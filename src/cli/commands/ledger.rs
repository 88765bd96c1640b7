use crate::cli::parser::Commands;
use crate::config::Config;
use crate::core::report::ReportLogic;
use crate::errors::AppResult;

pub fn handle(cmd: &Commands, cfg: &Config) -> AppResult<()> {
    if let Commands::Ledger { totals } = cmd {
        ReportLogic::ledger(cfg, *totals)?;
    }
    Ok(())
}
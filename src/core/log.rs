use crate::errors::AppResult;
use crate::utils::path::dated_files;
use crate::utils::time::format_timestamp;
use ansi_term::Colour;
use chrono::{DateTime, Local, NaiveDate};
use regex::Regex;
use std::fs::{self, File, OpenOptions};
use std::io::Write;
use std::path::{Path, PathBuf};

/// Append-only text log of one session. Every line is written as it happens.
pub struct SessionLog {
    path: PathBuf,
    file: File,
}

impl SessionLog {
    /// Open (append) the log at a path reserved by the caller.
    pub fn create(path: PathBuf) -> AppResult<Self> {
        let file = OpenOptions::new().create(true).append(true).open(&path)?;
        Ok(Self { path, file })
    }

    pub fn path(&self) -> &Path {
        &self.path
    }

    pub fn write_at(
        &mut self,
        at: DateTime<Local>,
        operation: &str,
        target: &str,
        message: &str,
    ) -> AppResult<()> {
        writeln!(self.file, "{}", format_line(at, operation, target, message))?;
        self.file.flush()?;
        Ok(())
    }
}

/// `[<timestamp>] <operation> <target> | <message>`; the target may be empty.
pub fn format_line(at: DateTime<Local>, operation: &str, target: &str, message: &str) -> String {
    let op_target = if target.is_empty() {
        operation.to_string()
    } else {
        format!("{operation} {target}")
    };
    format!("[{}] {op_target} | {message}", format_timestamp(&at))
}

/// A parsed log line.
#[derive(Debug, Clone, PartialEq, Eq)]
pub struct LogEntry {
    pub timestamp: String,
    pub operation: String,
    pub target: String,
    pub message: String,
}

pub fn parse_line(re: &Regex, line: &str) -> Option<LogEntry> {
    let caps = re.captures(line)?;
    Some(LogEntry {
        timestamp: caps.get(1)?.as_str().to_string(),
        operation: caps.get(2)?.as_str().to_string(),
        target: caps.get(3).map(|m| m.as_str().to_string()).unwrap_or_default(),
        message: caps.get(4)?.as_str().to_string(),
    })
}

fn line_regex() -> Regex {
    Regex::new(r"^\[([^\]]+)\] (\S+)(?: (\S+))? \| (.*)$").expect("static log line pattern")
}

/// ANSI colour for each operation
fn color_for_operation(op: &str) -> Colour {
    match op {
        "in" => Colour::Green,
        "out" => Colour::Red,
        "start" => Colour::Blue,
        "end" => Colour::Purple,
        "save" => Colour::Yellow,
        _ => Colour::White,
    }
}

/// Log files written on `date`, in creation order.
pub fn log_files_for(logs_dir: &Path, date: NaiveDate) -> AppResult<Vec<PathBuf>> {
    Ok(dated_files(logs_dir, date, "txt")?)
}

pub struct LogLogic;

impl LogLogic {
    pub fn print_log(path: &Path) -> AppResult<()> {
        let content = fs::read_to_string(path)?;
        let re = line_regex();

        let entries: Vec<LogEntry> = content.lines().filter_map(|l| parse_line(&re, l)).collect();

        let op_w = entries
            .iter()
            .map(|e| e.operation.len() + e.target.len() + 1)
            .max()
            .unwrap_or(10);
        let date_w = entries.iter().map(|e| e.timestamp.len()).max().unwrap_or(0);

        println!("📜 Session log {}:\n", path.display());

        for (i, entry) in entries.iter().enumerate() {
            let color = color_for_operation(&entry.operation);

            let mut op_target = color.paint(entry.operation.as_str()).to_string();
            let mut visible = entry.operation.len();
            if !entry.target.is_empty() {
                op_target.push(' ');
                op_target.push_str(&entry.target);
                visible += entry.target.len() + 1;
            }

            let padding = " ".repeat(op_w.saturating_sub(visible));

            println!(
                "{:>3}: {:<date_w$} | {}{} => {}",
                i + 1,
                entry.timestamp,
                op_target,
                padding,
                entry.message,
                date_w = date_w
            );
        }

        Ok(())
    }
}
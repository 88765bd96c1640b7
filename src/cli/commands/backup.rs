use crate::cli::parser::Commands;
use crate::config::Config;
use crate::core::backup::BackupLogic;
use crate::errors::AppResult;
use crate::ui::messages::info;

pub fn handle(cmd: &Commands, cfg: &Config) -> AppResult<()> {
    if let Commands::Backup { file, force } = cmd {
        let entries = BackupLogic::backup(cfg, file, *force)?;
        for entry in &entries {
            info(format!("archived {entry}"));
        }
    }

    Ok(())
}
// src/export/range.rs

use crate::errors::{AppError, AppResult};
use chrono::{Datelike, NaiveDate};

/// Parse `--range` into inclusive date bounds.
///
/// Supports:
/// - YYYY
/// - YYYY-MM
/// - YYYY-MM-DD
/// - YYYY:YYYY
/// - YYYY-MM:YYYY-MM
/// - YYYY-MM-DD:YYYY-MM-DD
pub fn parse_range(r: &str) -> AppResult<(NaiveDate, NaiveDate)> {
    let (start_raw, end_raw) = match r.split_once(':') {
        Some((s, e)) => (s.trim(), e.trim()),
        None => (r.trim(), r.trim()),
    };

    if start_raw.len() != end_raw.len() {
        return Err(AppError::InvalidDate(format!(
            "start and end of '{r}' must have the same format"
        )));
    }

    let start = period_start(start_raw)?;
    let end = period_end(end_raw)?;

    if end < start {
        return Err(AppError::InvalidDate(format!("range '{r}' ends before it starts")));
    }

    Ok((start, end))
}

/// First day covered by a `YYYY`, `YYYY-MM` or `YYYY-MM-DD` period.
fn period_start(p: &str) -> AppResult<NaiveDate> {
    let invalid = || AppError::InvalidDate(p.to_string());

    match p.len() {
        4 => {
            let y: i32 = p.parse().map_err(|_| invalid())?;
            NaiveDate::from_ymd_opt(y, 1, 1).ok_or_else(invalid)
        }
        7 => {
            let (y, m) = year_month(p).ok_or_else(invalid)?;
            NaiveDate::from_ymd_opt(y, m, 1).ok_or_else(invalid)
        }
        10 => NaiveDate::parse_from_str(p, "%Y-%m-%d").map_err(|_| invalid()),
        _ => Err(AppError::InvalidDate(format!(
            "unsupported --range format '{p}'"
        ))),
    }
}

/// Last day covered by a `YYYY`, `YYYY-MM` or `YYYY-MM-DD` period.
fn period_end(p: &str) -> AppResult<NaiveDate> {
    let invalid = || AppError::InvalidDate(p.to_string());

    match p.len() {
        4 => {
            let y: i32 = p.parse().map_err(|_| invalid())?;
            NaiveDate::from_ymd_opt(y, 12, 31).ok_or_else(invalid)
        }
        7 => {
            let (y, m) = year_month(p).ok_or_else(invalid)?;
            let last = month_last_day(y, m).ok_or_else(invalid)?;
            NaiveDate::from_ymd_opt(y, m, last).ok_or_else(invalid)
        }
        _ => period_start(p),
    }
}

fn year_month(p: &str) -> Option<(i32, u32)> {
    let (y, m) = p.split_once('-')?;
    Some((y.parse().ok()?, m.parse().ok()?))
}

fn month_last_day(y: i32, m: u32) -> Option<u32> {
    let next = if m == 12 {
        NaiveDate::from_ymd_opt(y + 1, 1, 1)
    } else {
        NaiveDate::from_ymd_opt(y, m + 1, 1)
    };
    next.and_then(|d| d.pred_opt()).map(|d| d.day())
}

- _What needs to be done_:
Repeat exactly the lines above from the line that contains "NaiveDate::from_ymd_opt(y, 12, 31).ok_or_else(invalid)" through the end. Include both of these ends; leave out everything else.

- _Answer space_:
            NaiveDate::from_ymd_opt(y, 12, 31).ok_or_else(invalid)
        }
        7 => {
            let (y, m) = year_month(p).ok_or_else(invalid)?;
            let last = month_last_day(y, m).ok_or_else(invalid)?;
            NaiveDate::from_ymd_opt(y, m, last).ok_or_else(invalid)
        }
        _ => period_start(p),
    }
}

fn year_month(p: &str) -> Option<(i32, u32)> {
    let (y, m) = p.split_once('-')?;
    Some((y.parse().ok()?, m.parse().ok()?))
}

fn month_last_day(y: i32, m: u32) -> Option<u32> {
    let next = if m == 12 {
        NaiveDate::from_ymd_opt(y + 1, 1, 1)
    } else {
        NaiveDate::from_ymd_opt(y, m + 1, 1)
    };
    next.and_then(|d| d.pred_opt()).map(|d| d.day())
}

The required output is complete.